Lo eterno, una lectura en voz alta
Ha dejado un gran vacío la muerte de Aura López. En el ámbito cultural de Medellín, pero sobre todo en el corazón de quienes tuvimos el privilegio de tratarla y de deleitarnos con su encantadora voz de lectora de textos literarios.
Si con el morir se apaga la voz, no pasará así con la de Aurita. Para ella la eternidad, me atrevería a decir, va a ser una continuada lectura en voz alta. No puede ser otra la vida más allá de la muerte para quien, cuando leía, eternizaba en su melodiosa y dulce voz los cuentos, poemas y libros que nacían, o resucitaban, en sus labios. Leer es, siempre, volver a parir, o resucitar, lo que alguien escribió.
Como otros muchos, yo conocí a Aurita en la Librería Aguirre. Allí también, de la mano o, mejor, del corazón de Aura intimé con Alberto Aguirre, entre libros y charlas que eran un gozo y eran siempre inquietud y acicate intelectual y humano.

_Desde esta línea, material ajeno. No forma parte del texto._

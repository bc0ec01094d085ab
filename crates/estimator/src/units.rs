//! Distance units for the transport fields.
//!
//! Two separate conversions live here:
//!
//! - [`convert_transport_units`] rewrites the six stored distances when the
//!   user flips the km/miles selector, rounding to two decimals so repeated
//!   toggles don't accumulate floating-point noise.
//! - [`DistanceUnit::convert`] is the unrounded scalar conversion the
//!   aggregator uses to bring a distance into the unit a factor table is
//!   denominated in.

use serde::{Deserialize, Serialize};

use crate::config::{KM_TO_MILES, MILES_TO_KM, UNIT_TOGGLE_DECIMALS};
use crate::consumption::TransportInput;

#[derive(Debug, Clone, Copy, PartialEq, Eq, Hash, Default, Serialize, Deserialize)]
#[serde(rename_all = "snake_case")]
pub enum DistanceUnit {
    #[default]
    Km,
    Miles,
}

impl DistanceUnit {
    pub fn label(self) -> &'static str {
        match self {
            DistanceUnit::Km => "km",
            DistanceUnit::Miles => "miles",
        }
    }

    pub fn other(self) -> Self {
        match self {
            DistanceUnit::Km => DistanceUnit::Miles,
            DistanceUnit::Miles => DistanceUnit::Km,
        }
    }

    /// Multiplier taking a distance in `self` to a distance in `to`.
    pub fn factor_to(self, to: DistanceUnit) -> f64 {
        match (self, to) {
            (DistanceUnit::Km, DistanceUnit::Miles) => KM_TO_MILES,
            (DistanceUnit::Miles, DistanceUnit::Km) => MILES_TO_KM,
            _ => 1.0,
        }
    }

    /// Unrounded conversion of a single distance.
    pub fn convert(self, value: f64, to: DistanceUnit) -> f64 {
        if self == to {
            value
        } else {
            value * self.factor_to(to)
        }
    }
}

/// Round half away from zero to `decimals` places.
pub fn round_to(value: f64, decimals: i32) -> f64 {
    let scale = 10f64.powi(decimals);
    (value * scale).round() / scale
}

/// Convert all six transport distances from `from` to `to`, rounding each to
/// two decimals. Returns an identical copy when the units match.
pub fn convert_transport_units(
    transport: &TransportInput,
    from: DistanceUnit,
    to: DistanceUnit,
) -> TransportInput {
    if from == to {
        return *transport;
    }
    let factor = from.factor_to(to);
    transport.map(|d| {
        if d == 0.0 {
            0.0
        } else {
            round_to(d * factor, UNIT_TOGGLE_DECIMALS)
        }
    })
}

Aurita fue, esencialmente, una librera, cuyo apostolado asumió siempre con alegría y contagioso amor por los libros. Fue pionera de la llamada promoción de la lectura que, a mi modo de ver, tuvo para ella un claro objetivo: antojar a leer. Eso hacía cuando leía en voz alta para niños y para adultos, cuando nos ayudaba a conseguir un libro que buscábamos o nos recomendaba otro: antojarnos. Que la vida es eso: antojo, pasión. Irrefrenable pasión; irrefrenable antojo. Y eso es la vocación. Y lo es la cultura, el arte, la literatura, la poesía. Todo, hasta la misma muerte, es pasión, es antojo.
Fue la gran lección de Aura López, de Aurita. Que sin posar nunca de maestra, fue una maestra. Y tenía a flor de alma lo que hace a una maestra: el instinto maternal. Uno se sentía a su lado como un hijo. Irradiaba un halo de amor maternal que envolvía a quien conversaba con ella o la oía leer. Y era madre, porque siempre fue, por encima de todo, mujer.
Hoy, que se discute tanto y tan torpemente de la llamada identidad de género -cualquier cosa que pueda significar la expresión-, la existencia de Aurita fue y seguirá siendo ejemplo, emblema, del valor de la mujer en sí misma. Por el simple y contundente hecho de ser mujer.
Siento a Aura López frente a mí, sonreída, con esa mirada suya que no tenía que traducir en palabras para enrostrar lo que pensaba. Veo en sus ojos un reproche de ternura por haber escrito lo anterior, que no ha querido ser una de esas notas necrológicas que a ella, estoy seguro, le hubieran incomodado.
Mejor es, en el silencio de su ausente presencia, oírla leer en voz alta el cuento, poema, novela o tesis teológica que es la eternidad. Que es Dios, libro abierto, o como dijo otra gran lectora del siglo XVI, Teresa de Ávila, es el “libro verdadero”, un “libro vivo”.